Se levantó la manga de la camisa para mostrar una V en su antebrazo. Parecía un número romano más que la inicial de un nombre.
– Muy bien, tío, muy bien, ahí, según te vi salir de ese sitio tan chungo, pensé que te venías arriba y que me ibas a estampar la tarjeta con el pleno completo, pero me equivoqué. Después del “peta” y del “tatu” pensé que te iba a convencer para alguna locura más, como lo del canal cuando íbamos atontolinados del todo, pero nada, volvió a aflorar el Víctor reflexivo y buen tipo, el que nunca ha roto un plato.
– El canal da bastante asco, no me fastidies, y el frío, a ver cómo íbamos a volver luego al apartamento.
– ¡Pues a pata, coño, y helados de frío, pero no lo pienses todo tanto, no le des tantas vueltas a las cosas! Como lo de que nos echaran de un sitio público, del museo Van Gogh, no tuviste huevos de montar un numerito, tirar una papelera o el paragüero como sin querer, como si estuvieras mamado…
– Eh, eh, eh, que me atreví a mangar en la casa de Ana Frank.
– ¡Un puto marcapáginas, no me jodas! Escondido en el libro que compraste, eso no debería ni contar.
– Tres euros, ahí solo dice “robar algo”, no habla del qué.
– Pero lo suyo era que hicieras un homenaje en condiciones a esa pobre niña. Imagínatela, dos años encerrada en un cuarto minúsculo con el brasas de su tío, respirando sin hacer ruido por los continuos registros de los nazis, sin pisar la calle, tenías que haberte llevado algo digno de ser recordado.
– Pues por eso mismo, un marcapáginas. ¿Por qué es famosa la niña? Por su diario, ¿no? Pues eso, marcaré cada una de las páginas cuando lea el libro y me acordaré de esa pobre niña judía que duró dos telediarios en el campo de concentración.
– Vaya, ya me has hecho spoiler, ¡ja, ja, ja!
– Sí, como en La Pasión de Cristo, cachondo.
– ¿Y qué fue lo otro que hiciste? -Mario revisó la lista de nuevo-, Ah, sí, huir de la policía, no me negarás que no tuvo gracia.

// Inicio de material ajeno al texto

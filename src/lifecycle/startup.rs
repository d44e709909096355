//! Startup orchestration.
//!
//! # Responsibilities
//! - Validate configuration
//! - Bind the listener and install the shutdown controller on it
//! - Start the accept loop and begin accepting traffic
//! - Turn a crashed accept loop into a fault-triggered shutdown
//!
//! # Design Decisions
//! - Fail fast: any startup error is fatal
//! - Subsystems initialize in order, not concurrently
//! - The controller is installed before the first accept, so a signal can
//!   never arrive at a listener nobody will drain

use std::net::SocketAddr;
use std::sync::Arc;
use thiserror::Error;
use tokio::runtime::Handle;
use tokio::task::JoinHandle;

use crate::config::{validate_config, ConfigError, ServerConfig};
use crate::http::HttpServer;
use crate::lifecycle::error::{DrainFault, ShutdownError};
use crate::lifecycle::shutdown::{
    in_shutdown_callback, ShutdownController, ShutdownOptions, ShutdownReport,
};
use crate::net::listener::{Listener, ListenerError};
use crate::observability::metrics;

/// Everything that can stop the server from starting.
#[derive(Debug, Error)]
pub enum StartupError {
    #[error(transparent)]
    Config(#[from] ConfigError),

    #[error(transparent)]
    Listener(#[from] ListenerError),

    #[error(transparent)]
    Shutdown(#[from] ShutdownError),
}

/// A running server.
#[derive(Debug)]
pub struct Started {
    local_addr: SocketAddr,
    controller: ShutdownController,
    accept_loop: JoinHandle<()>,
}

impl Started {
    /// Address the listener is bound to (useful when binding port 0).
    pub fn local_addr(&self) -> SocketAddr {
        self.local_addr
    }

    pub fn controller(&self) -> &ShutdownController {
        &self.controller
    }

    /// Wait until the controller is closed and the accept loop has exited.
    pub async fn wait(self) -> ShutdownReport {
        let report = self.controller.wait_for_shutdown().await;
        // Already returned: accepting stops before the controller closes.
        let _ = self.accept_loop.await;
        report
    }
}

/// Bind, install and serve. Returns as soon as the server is accepting.
pub async fn start(
    config: ServerConfig,
    controller: ShutdownController,
    options: ShutdownOptions,
) -> Result<Started, StartupError> {
    validate_config(&config).map_err(ConfigError::Validation)?;

    let listener = Listener::bind(&config.listener).await?;
    let local_addr = listener.local_addr();
    controller.install(Arc::new(listener.handle()), options)?;

    let server = HttpServer::new(config, controller.clone());
    let supervised = supervise(controller.clone(), tokio::spawn(server.run(listener)));

    tracing::info!(address = %local_addr, "Server started");
    Ok(Started {
        local_addr,
        controller,
        accept_loop: supervised,
    })
}

/// Turn a crashed or cancelled task into a fault-triggered shutdown.
fn supervise(controller: ShutdownController, task: JoinHandle<()>) -> JoinHandle<()> {
    tokio::spawn(async move {
        if let Err(e) = task.await {
            tracing::error!(error = %e, "Accept loop crashed");
            controller.shutdown_on_fault(DrainFault::new(e));
        }
    })
}

/// Route every panic in the process into `shutdown_on_fault`.
///
/// The trigger runs on `runtime` rather than inside the hook, so callbacks
/// never execute while a panic is being processed. Panics raised by the
/// controller's own callbacks are not fed back in.
pub fn install_panic_hook(controller: ShutdownController, runtime: Handle) {
    let previous = std::panic::take_hook();
    std::panic::set_hook(Box::new(move |info| {
        previous(info);
        if in_shutdown_callback() {
            return;
        }
        let fault = DrainFault::msg(info.to_string());
        let controller = controller.clone();
        runtime.spawn(async move {
            controller.shutdown_on_fault(fault);
        });
    }));
}

/// Start with options derived from config and run until shut down.
pub async fn run(
    config: ServerConfig,
    controller: ShutdownController,
) -> Result<ShutdownReport, StartupError> {
    let options = ShutdownOptions::from_config(&config.shutdown)
        .on_draining(|| tracing::info!("Readiness withdrawn, draining"))
        .on_drain_error(|_| metrics::record_drain_fault());

    let started = start(config, controller, options).await?;
    Ok(started.wait().await)
}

– ¿Tú sabes que desde que lo hicimos no he salido ni un solo día tranquilo por las calles, cabronazo? Cada vez que nos cruzábamos con un coche de policía, me cagaba vivo, pensaba que venían a detenernos, que nos habían pillado con las cámaras que hay por todas las calles.
– Tranquiiiilo, mira que te lo dije, que me conozco muy bien esos callejones y tengo amigos en muchas tiendas de la zona. Ya lo hicimos una vez hace tiempo, aunque no de manera tan premeditada como ahora. Solo había que mear en el sitio adecuado, a la vista y luego correr como si te persiguiera aquella orconovia que tenías.
– Me acojonaron las sirenas de la policía y cuando me puse a correr sentí que me explotaba el corazón, qué perro eres. Y por cierto, se llamaba Diana, no me seas mamón, era bien maja.
– Pues eso, majísima, un orco, un troll de las cavernas. Tuviste huevos para huir de la poli holandesa, pero no para largarte de aquel kebab.
– Iba a hacerlo, pero, ¿tú viste el cuchillo que gastaba aquel tipo?
– Ay, el miedo, siempre los miedos.
Tras las risas se hizo un silencio. El avión posaba sus ruedas sobre el suelo de Madrid y los pasajeros sintieron el impacto del aterrizaje.
– Porque es que tengo miedo -dijo Víctor.